_INPUT RECORDS_
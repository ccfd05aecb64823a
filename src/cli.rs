use std::path::PathBuf;

use crate::config::{
    parse_angle, parse_family, parse_font_name, parse_resolution, parse_rotation, Options,
};
use crate::logging::LogLevel;
use anyhow::{Context, Result};
use clap::Parser;

/// Render the graphics showcase for a bi-color or RGB565 panel
#[derive(Parser, Debug, Default)]
#[command(name = "gfxdemo")]
#[command(version)]
#[command(
    about = "Draw shapes, arcs and text onto an in-memory display and dump the frame",
    long_about = None
)]
pub struct Cli {
    /// Panel resolution (e.g., 128x64)
    #[arg(short, long, value_name = "WIDTHxHEIGHT")]
    pub res: Option<String>,

    /// Display family (mono, color)
    #[arg(long, value_name = "FAMILY")]
    pub family: Option<String>,

    /// Rotation in degrees (0, 90, 180, 270)
    #[arg(short = 'R', long, value_name = "DEGREES")]
    pub rotation: Option<String>,

    /// Font (default, pico)
    #[arg(short, long, value_name = "NAME")]
    pub font: Option<String>,

    /// Text printed in the top-left corner
    #[arg(short, long, value_name = "TEXT")]
    pub text: Option<String>,

    /// Sweep of a full gauge arc in degrees
    #[arg(long, value_name = "DEGREES", allow_hyphen_values = true)]
    pub arc_max: Option<String>,

    /// Rotation applied to gauge arcs in degrees
    #[arg(long, value_name = "DEGREES", allow_hyphen_values = true)]
    pub arc_offset: Option<String>,

    /// Disable text wrapping at the right edge
    #[arg(long)]
    pub nowrap: bool,

    /// Config file of key = value settings
    #[arg(short, long, value_name = "FILE")]
    pub config: Option<PathBuf>,

    /// Write the frame as PNG instead of printing it
    #[arg(short, long, value_name = "FILE")]
    pub output: Option<PathBuf>,

    /// Log verbosity (0 = nothing .. 6 = everything)
    #[arg(short, long, value_name = "LEVEL")]
    pub log_level: Option<i32>,
}

impl Cli {
    /// Merge CLI arguments into the options struct
    pub fn merge_into_options(&self, mut opts: Options) -> Result<Options> {
        if let Some(ref res) = self.res {
            opts.resolution = parse_resolution(res).context("Invalid resolution format")?;
        }

        if let Some(ref family) = self.family {
            opts.family = parse_family(family)?;
        }

        if let Some(ref rotation) = self.rotation {
            opts.rotation = parse_rotation(rotation)?;
        }

        if let Some(ref font) = self.font {
            opts.font = parse_font_name(font)?;
        }

        if let Some(ref text) = self.text {
            opts.text = Some(text.clone());
        }

        if let Some(ref max) = self.arc_max {
            opts.arc_angle_max = parse_angle(max).context("Invalid arc maximum")?;
        }

        if let Some(ref offset) = self.arc_offset {
            opts.arc_angle_offset = parse_angle(offset).context("Invalid arc offset")?;
        }

        if self.nowrap {
            opts.text_wrap = false;
        }

        if let Some(ref output) = self.output {
            opts.output = Some(output.clone());
        }

        Ok(opts)
    }

    pub fn log_level(&self) -> LogLevel {
        self.log_level
            .map(LogLevel::from_i32)
            .unwrap_or_default()
    }
}

#[cfg(test)]
mod tests {
    use super::*;
    use crate::config::{Family, Resolution};
    use crate::graphics::{FontName, Rotation};

    #[test]
    fn test_merge_basic_options() {
        let cli = Cli {
            res: Some("160x128".to_string()),
            family: Some("color".to_string()),
            rotation: Some("90".to_string()),
            nowrap: true,
            ..Default::default()
        };

        let opts = cli.merge_into_options(Options::default()).unwrap();
        assert_eq!(
            opts.resolution,
            Resolution {
                width: 160,
                height: 128
            }
        );
        assert_eq!(opts.family, Family::Color);
        assert_eq!(opts.rotation, Rotation::Deg90);
        assert!(!opts.text_wrap);
    }

    #[test]
    fn test_merge_keeps_unset_options() {
        let base = Options {
            font: FontName::Pico,
            text: Some("from file".to_string()),
            ..Default::default()
        };
        let opts = Cli::default().merge_into_options(base.clone()).unwrap();
        assert_eq!(opts, base);
    }

    #[test]
    fn test_invalid_resolution() {
        let cli = Cli {
            res: Some("invalid".to_string()),
            ..Default::default()
        };
        assert!(cli.merge_into_options(Options::default()).is_err());
    }

    #[test]
    fn test_invalid_arc_offset() {
        let cli = Cli {
            arc_offset: Some("left".to_string()),
            ..Default::default()
        };
        assert!(cli.merge_into_options(Options::default()).is_err());
    }

    #[test]
    fn test_parse_from_args() {
        let cli = Cli::try_parse_from([
            "gfxdemo",
            "--res",
            "96x16",
            "--font",
            "pico",
            "--arc-offset",
            "-135",
            "--log-level",
            "5",
        ])
        .unwrap();
        assert_eq!(cli.log_level(), LogLevel::Debug);

        let opts = cli.merge_into_options(Options::default()).unwrap();
        assert_eq!(opts.font, FontName::Pico);
        assert_eq!(opts.arc_angle_offset, -135.0);
        assert_eq!(opts.resolution.height, 16);
    }

    #[test]
    fn test_default_log_level() {
        assert_eq!(Cli::default().log_level(), LogLevel::Info);
    }
}
// Raspberry Pi display graphics library

pub mod cli;
pub mod config;
pub mod demo;
pub mod graphics;
pub mod logging;
pub mod print;

pub use cli::Cli;
pub use config::Options;
pub use graphics::{BiColor, Canvas, DrawError, DrawResult, DrawTargetSink, PixelColor, PixelSink, Rgb565};
pub use logging::LogLevel;
pub use print::{Base, ByteWrite, Print, Printable};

_WORK INSTRUCTIONS_
What you return should match the data character for character.

_YOUR SOLUTION_
repository ccfd05aecb64823a
filename src/cli.rs
use std::path::PathBuf;

use crate::config::{
    parse_angle, parse_family, parse_font_name, parse_resolution, parse_rotation, Options,
};
use crate::logging::LogLevel;
use anyhow::{Context, Result};
use clap::Parser;

/// Render the graphics showcase for a bi-color or RGB565 panel
#[derive(Parser, Debug, Default)]
#[command(name = "gfxdemo")]
#[command(version)]
#[command(
    about = "Draw shapes, arcs and text onto an in-memory display and dump the frame",
    long_about = None
)]
pub struct Cli {
    /// Panel resolution (e.g., 128x64)
    #[arg(short, long, value_name = "WIDTHxHEIGHT")]
    pub res: Option<String>,

    /// Display family (mono, color)
    #[arg(long, value_name = "FAMILY")]
    pub family: Option<String>,

    /// Rotation in degrees (0, 90, 180, 270)
    #[arg(short = 'R', long, value_name = "DEGREES")]
    pub rotation: Option<String>,

    /// Font (default, pico)
    #[arg(short, long, value_name = "NAME")]
    pub font: Option<String>,

    /// Text printed in the top-left corner
    #[arg(short, long, value_name = "TEXT")]
    pub text: Option<String>,

    /// Sweep of a full gauge arc in degrees
    #[arg(long, value_name = "DEGREES", allow_hyphen_values = true)]
    pub arc_max: Option<String>,

    /// Rotation applied to gauge arcs in degrees
    #[arg(long, value_name = "DEGREES", allow_hyphen_values = true)]
    pub arc_offset: Option<String>,

    /// Disable text wrapping at the right edge
    #[arg(long)]
    pub nowrap: bool,

    /// Config file of key = value settings
    #[arg(short, long, value_name = "FILE")]
    pub config: Option<PathBuf>,

    /// Write the frame as PNG instead of printing it
    #[arg(short, long, value_name = "FILE")]
    pub output: Option<PathBuf>,

    /// Log verbosity (0 = nothing .. 6 = everything)
    #[arg(short, long, value_name = "LEVEL")]
    pub log_level: Option<i32>,
}

impl Cli {
    /// Merge CLI arguments into the options struct
    pub fn merge_into_options(&self, mut opts: Options) -> Result<Options> {
        if let Some(ref res) = self.res {
            opts.resolution = parse_resolution(res).context("Invalid resolution format")?;
        }

        if let Some(ref family) = self.family {
            opts.family = parse_family(family)?;
        }

        if let Some(ref rotation) = self.rotation {
            opts.rotation = parse_rotation(rotation)?;
        }

        if let Some(ref font) = self.font {
            opts.font = parse_font_name(font)?;
        }

        if let Some(ref text) = self.text {
            opts.text = Some(text.clone());
        }

        if let Some(ref max) = self.arc_max {
            opts.arc_angle_max = parse_angle(max).context("Invalid arc maximum")?;
        }

        if let Some(ref offset) = self.arc_offset {
            opts.arc_angle_offset = parse_angle(offset).context("Invalid arc offset")?;
        }

        if self.nowrap {
            opts.text_wrap = false;
        }

        if let Some(ref output) = self.output {
            opts.output = Some(output.clone());
        }

        Ok(opts)
    }

    pub fn log_level(&self) -> LogLevel {
        self.log_level
            .map(LogLevel::from_i32)
            .unwrap_or_default()
    }
}

#[cfg(test)]
mod tests {
    use super::*;
    use crate::config::{Family, Resolution};
    use crate::graphics::{FontName, Rotation};

    #[test]
    fn test_merge_basic_options() {
        let cli = Cli {
            res: Some("160x128".to_string()),
            family: Some("color".to_string()),
            rotation: Some("90".to_string()),
            nowrap: true,
            ..Default::default()
        };

        let opts = cli.merge_into_options(Options::default()).unwrap();
        assert_eq!(
            opts.resolution,
            Resolution {
                width: 160,
                height: 128
            }
        );
        assert_eq!(opts.family, Family::Color);
        assert_eq!(opts.rotation, Rotation::Deg90);
        assert!(!opts.text_wrap);
    }

    #[test]
    fn test_merge_keeps_unset_options() {
        let base = Options {
            font: FontName::Pico,
            text: Some("from file".to_string()),
            ..Default::default()
        };
        let opts = Cli::default().merge_into_options(base.clone()).unwrap();
        assert_eq!(opts, base);
    }

    #[test]
    fn test_invalid_resolution() {
        let cli = Cli {
            res: Some("invalid".to_string()),
            ..Default::default()
        };
        assert!(cli.merge_into_options(Options::default()).is_err());
    }

    #[test]
    fn test_invalid_arc_offset() {
        let cli = Cli {
            arc_offset: Some("left".to_string()),
            ..Default::default()
        };
        assert!(cli.merge_into_options(Options::default()).is_err());
    }

    #[test]
    fn test_parse_from_args() {
        let cli = Cli::try_parse_from([
            "gfxdemo",
            "--res",
            "96x16",
            "--font",
            "pico",
            "--arc-offset",
            "-135",
            "--log-level",
            "5",
        ])
        .unwrap();
        assert_eq!(cli.log_level(), LogLevel::Debug);

        let opts = cli.merge_into_options(Options::default()).unwrap();
        assert_eq!(opts.font, FontName::Pico);
        assert_eq!(opts.arc_angle_offset, -135.0);
        assert_eq!(opts.resolution.height, 16);
    }

    #[test]
    fn test_default_log_level() {
        assert_eq!(Cli::default().log_level(), LogLevel::Info);
    }
}
// Raspberry Pi display graphics library

pub mod cli;
pub mod config;
pub mod demo;
pub mod graphics;
pub mod logging;
pub mod print;

pub use cli::Cli;
pub use config::Options;
pub use graphics::{BiColor, Canvas, DrawError, DrawResult, DrawTargetSink, PixelColor, PixelSink, Rgb565};
pub use logging::LogLevel;
pub use print::{Base, ByteWrite, Print, Printable};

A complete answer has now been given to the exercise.